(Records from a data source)

impl Store {
    pub fn open(dir: impl Into<PathBuf>, naming: NamingScheme) -> Result<Self, StoreError> {
        let dir = dir.into();
        std::fs::create_dir_all(&dir).map_err(|source| StoreError::Destination {
            path: dir.clone(),
            source,
        })?;
        Ok(Self {
            dir,
            naming,
            naming_lock: Mutex::new(()),
        })
    }

    pub fn dir(&self) -> &Path {
        &self.dir
    }

    pub async fn begin_write(
        &self,
        file_name: &str,
        sender_name: &str,
        expected_size: u64,
    ) -> Result<PendingWrite, StoreError> {
        let mut token = [0_u8; 8];
        rand::rng().fill_bytes(&mut token);
        let temp_path = self
            .dir
            .join(format!("{TEMP_PREFIX}{}{TEMP_SUFFIX}", hex::encode(token)));

        let file = fs::OpenOptions::new()
            .write(true)
            .create_new(true)
            .open(&temp_path)
            .await
            .map_err(StoreError::CreateTemp)?;

        Ok(PendingWrite {
            temp_path,
            file: Some(file),
            original_file_name: file_name.to_owned(),
            sender_name: sender_name.to_owned(),
            expected_size,
            bytes_written: 0,
            finished: false,
        })
    }

    /// Durably flushes the temp file, then links it under a free final name.
    pub async fn commit(&self, mut pending: PendingWrite) -> Result<StoredFile, StoreError> {
        let mut file = pending.file.take().ok_or(StoreError::Finished)?;
        file.flush().await.map_err(StoreError::Sync)?;
        file.sync_all().await.map_err(StoreError::Sync)?;
        drop(file);

        let base_name = derive_file_name(
            &pending.original_file_name,
            &pending.sender_name,
            self.naming,
        );

        let final_path = {
            let _naming = self.naming_lock.lock().await;
            self.claim_free_name(&pending.temp_path, &base_name).await?
        };
        pending.finished = true;
        if let Err(err) = fs::remove_file(&pending.temp_path).await {
            warn!(path = %pending.temp_path.display(), "temp file left behind after commit: {err}");
        }
        self.sync_dir().await;

        Ok(StoredFile {
            final_path,
            original_file_name: pending.original_file_name.clone(),
            sender_name: pending.sender_name.clone(),
            size_bytes: pending.bytes_written,
            received_at_unix_ms: now_unix_ms(),
        })
    }

    pub async fn abort(&self, pending: &mut PendingWrite) {
        pending.abort().await;
    }

    /// Deletes `.part` files left behind by a previous process.
    pub fn sweep_temp_files(&self) -> usize {
        let entries = match std::fs::read_dir(&self.dir) {
            Ok(entries) => entries,
            Err(err) => {
                warn!(dir = %self.dir.display(), "cannot scan for temp files: {err}");
                return 0;
            }
        };

        let mut removed = 0;
        for entry in entries.flatten() {
            let name = entry.file_name();
            let name = name.to_string_lossy();
            if is_temp_name(&name) && std::fs::remove_file(entry.path()).is_ok() {
                removed += 1;
            }
        }
        removed
    }

    /// Links `temp_path` under the first candidate name nobody holds yet.
    async fn claim_free_name(&self, temp_path: &Path, base_name: &str) -> Result<PathBuf, StoreError> {
        let (stem, ext) = split_extension(base_name);
        for attempt in 0..=MAX_NAME_ATTEMPTS {
            let candidate = if attempt == 0 {
                base_name.to_owned()
            } else {
                format!("{stem} ({attempt}){ext}")
            };
            let path = self.dir.join(&candidate);
            match fs::hard_link(temp_path, &path).await {
                Ok(()) => return Ok(path),
                Err(err) if err.kind() == io::ErrorKind::AlreadyExists => continue,
                Err(err) => return Err(StoreError::Link(err)),
            }
        }
        Err(StoreError::CollisionsExhausted(base_name.to_owned()))
    }

    #[cfg(unix)]
    async fn sync_dir(&self) {
        let synced = match fs::File::open(&self.dir).await {
            Ok(dir) => dir.sync_all().await,
            Err(err) => Err(err),
        };
        if let Err(err) = synced {
            debug!(dir = %self.dir.display(), "directory sync failed: {err}");
        }
    }

    #[cfg(not(unix))]
    async fn sync_dir(&self) {}
}
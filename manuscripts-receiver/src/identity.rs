//! Receiver identity and the shared-passphrase verifier.
//!
//! The store is written exactly once at startup and read concurrently by
//! every handshake afterwards, so it needs no lock: a `OnceLock` holds the
//! immutable [`ReceiverIdentity`].

use std::{fmt, sync::OnceLock};

use manuscripts_core::{
    Challenge, CoreError, KEY_LEN, KdfParams, NONCE_LEN, PROTOCOL_VERSION, SALT_LEN, compute_proof,
    derive_passphrase_key, proofs_match,
};
use rand::RngCore;
use thiserror::Error;

const MAX_DISPLAY_NAME_CHARS: usize = 64;

#[derive(Debug, Error)]
pub enum IdentityError {
    #[error("identity is already configured")]
    AlreadyConfigured,
    #[error("identity has not been configured")]
    NotConfigured,
    #[error("display name must be non-empty and <= 64 chars")]
    InvalidDisplayName,
    #[error(transparent)]
    KeyDerivation(#[from] CoreError),
}

/// Salted slow hash of the passphrase. The plaintext is never retained.
#[derive(Clone, PartialEq, Eq)]
pub struct PassphraseHash {
    pub salt: [u8; SALT_LEN],
    pub key: [u8; KEY_LEN],
    pub kdf: KdfParams,
}

impl fmt::Debug for PassphraseHash {
    fn fmt(&self, f: &mut fmt::Formatter<'_>) -> fmt::Result {
        f.debug_struct("PassphraseHash")
            .field("salt", &"<redacted>")
            .field("key", &"<redacted>")
            .field("kdf", &self.kdf)
            .finish()
    }
}

#[derive(Debug, Clone, PartialEq, Eq)]
pub struct ReceiverIdentity {
    pub display_name: String,
    pub passphrase_hash: Option<PassphraseHash>,
    pub protocol_version: u32,
}

impl ReceiverIdentity {
    pub fn requires_passphrase(&self) -> bool {
        self.passphrase_hash.is_some()
    }
}

#[derive(Debug)]
pub struct CredentialStore {
    identity: OnceLock<ReceiverIdentity>,
    kdf: KdfParams,
}

impl Default for CredentialStore {
    fn default() -> Self {
        Self::new()
    }
}

impl CredentialStore {
    #[must_use]
    pub fn new() -> Self {
        Self::with_kdf(KdfParams::default())
    }

    /// Cheaper Argon2 parameters are only appropriate for tests.
    #[must_use]
    pub fn with_kdf(kdf: KdfParams) -> Self {
        Self {
            identity: OnceLock::new(),
            kdf,
        }
    }

    /// A blank passphrase means none.
    pub fn configure(
        &self,
        display_name: &str,
        passphrase: Option<&str>,
    ) -> Result<(), IdentityError> {
        if self.identity.get().is_some() {
            return Err(IdentityError::AlreadyConfigured);
        }

        let display_name = display_name.trim();
        if display_name.is_empty()
            || display_name.chars().count() > MAX_DISPLAY_NAME_CHARS
            || display_name.chars().any(char::is_control)
        {
            return Err(IdentityError::InvalidDisplayName);
        }

        let passphrase_hash = match passphrase.map(str::trim).filter(|p| !p.is_empty()) {
            Some(passphrase) => {
                let mut salt = [0_u8; SALT_LEN];
                rand::rng().fill_bytes(&mut salt);
                let key = derive_passphrase_key(passphrase, &salt, &self.kdf)?;
                Some(PassphraseHash {
                    salt,
                    key,
                    kdf: self.kdf,
                })
            }
            None => None,
        };

        self.identity
            .set(ReceiverIdentity {
                display_name: display_name.to_owned(),
                passphrase_hash,
                protocol_version: PROTOCOL_VERSION,
            })
            .map_err(|_| IdentityError::AlreadyConfigured)
    }

    pub fn snapshot(&self) -> Result<ReceiverIdentity, IdentityError> {
        self.identity.get().cloned().ok_or(IdentityError::NotConfigured)
    }

    pub fn display_name(&self) -> Option<&str> {
        self.identity.get().map(|id| id.display_name.as_str())
    }

    pub fn requires_passphrase(&self) -> bool {
        self.identity
            .get()
            .is_some_and(ReceiverIdentity::requires_passphrase)
    }

    /// Fresh single-use challenge, or `None` when no passphrase is configured.
    pub fn issue_challenge(&self) -> Option<Challenge> {
        let hash = self.identity.get()?.passphrase_hash.as_ref()?;
        let mut nonce = vec![0_u8; NONCE_LEN];
        rand::rng().fill_bytes(&mut nonce);
        Some(Challenge {
            nonce,
            salt: hash.salt.to_vec(),
            kdf: hash.kdf,
        })
    }

    /// Checks a proof against the stored hash for the given nonce.
    ///
    /// Always true without a passphrase, whatever the proof says.
    /// Always false before `configure`.
    pub fn verify(&self, nonce: &[u8], proof: Option<&[u8]>) -> bool {
        let Some(identity) = self.identity.get() else {
            return false;
        };
        let Some(hash) = identity.passphrase_hash.as_ref() else {
            return true;
        };
        let Some(proof) = proof else {
            return false;
        };
        match compute_proof(&hash.key, nonce) {
            Ok(expected) => proofs_match(&expected, proof),
            Err(_) => false,
        }
    }
}

#[cfg(test)]
mod tests {
    use manuscripts_core::answer_challenge;

    use super::*;

    fn light_kdf() -> KdfParams {
        KdfParams {
            memory_kib: 1024,
            iterations: 1,
            parallelism: 1,
        }
    }

    #[test]
    fn configure_twice_fails() {
        let store = CredentialStore::with_kdf(light_kdf());
        store.configure("Room 204", None).unwrap();
        assert!(matches!(
            store.configure("Room 205", None),
            Err(IdentityError::AlreadyConfigured)
        ));
        assert_eq!(store.display_name(), Some("Room 204"));
    }

    #[test]
    fn no_passphrase_always_verifies() {
        let store = CredentialStore::with_kdf(light_kdf());
        store.configure("Room 204", Some("   ")).unwrap();
        assert!(!store.requires_passphrase());
        assert!(store.issue_challenge().is_none());
        assert!(store.verify(b"nonce", None));
        assert!(store.verify(b"nonce", Some(b"garbage")));
    }

    #[test]
    fn correct_proof_verifies_and_wrong_one_does_not() {
        let store = CredentialStore::with_kdf(light_kdf());
        store.configure("Room 204", Some("quill and ink")).unwrap();
        assert!(store.requires_passphrase());

        let challenge = store.issue_challenge().unwrap();
        let good = answer_challenge("quill and ink", &challenge).unwrap();
        let bad = answer_challenge("quill and inc", &challenge).unwrap();

        assert!(store.verify(&challenge.nonce, Some(&good)));
        assert!(!store.verify(&challenge.nonce, Some(&bad)));
        assert!(!store.verify(&challenge.nonce, None));
    }

    #[test]
    fn proof_is_bound_to_its_nonce() {
        let store = CredentialStore::with_kdf(light_kdf());
        store.configure("Room 204", Some("pw")).unwrap();

        let first = store.issue_challenge().unwrap();
        let second = store.issue_challenge().unwrap();
        assert_ne!(first.nonce, second.nonce);

        let proof = answer_challenge("pw", &first).unwrap();
        assert!(!store.verify(&second.nonce, Some(&proof)));
    }

    #[test]
    fn unconfigured_store_rejects_everything() {
        let store = CredentialStore::with_kdf(light_kdf());
        assert!(!store.verify(b"n", None));
        assert!(matches!(store.snapshot(), Err(IdentityError::NotConfigured)));
    }

    #[test]
    fn snapshot_never_exposes_key_in_debug() {
        let store = CredentialStore::with_kdf(light_kdf());
        store.configure("Room 204", Some("pw")).unwrap();
        let rendered = format!("{:?}", store.snapshot().unwrap());
        assert!(rendered.contains("<redacted>"));
        assert!(!rendered.contains("pw\""));
    }
}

Activity - Nothing but a number should be given: the count of lines above that include the string "PassphraseHash".

Written response - 5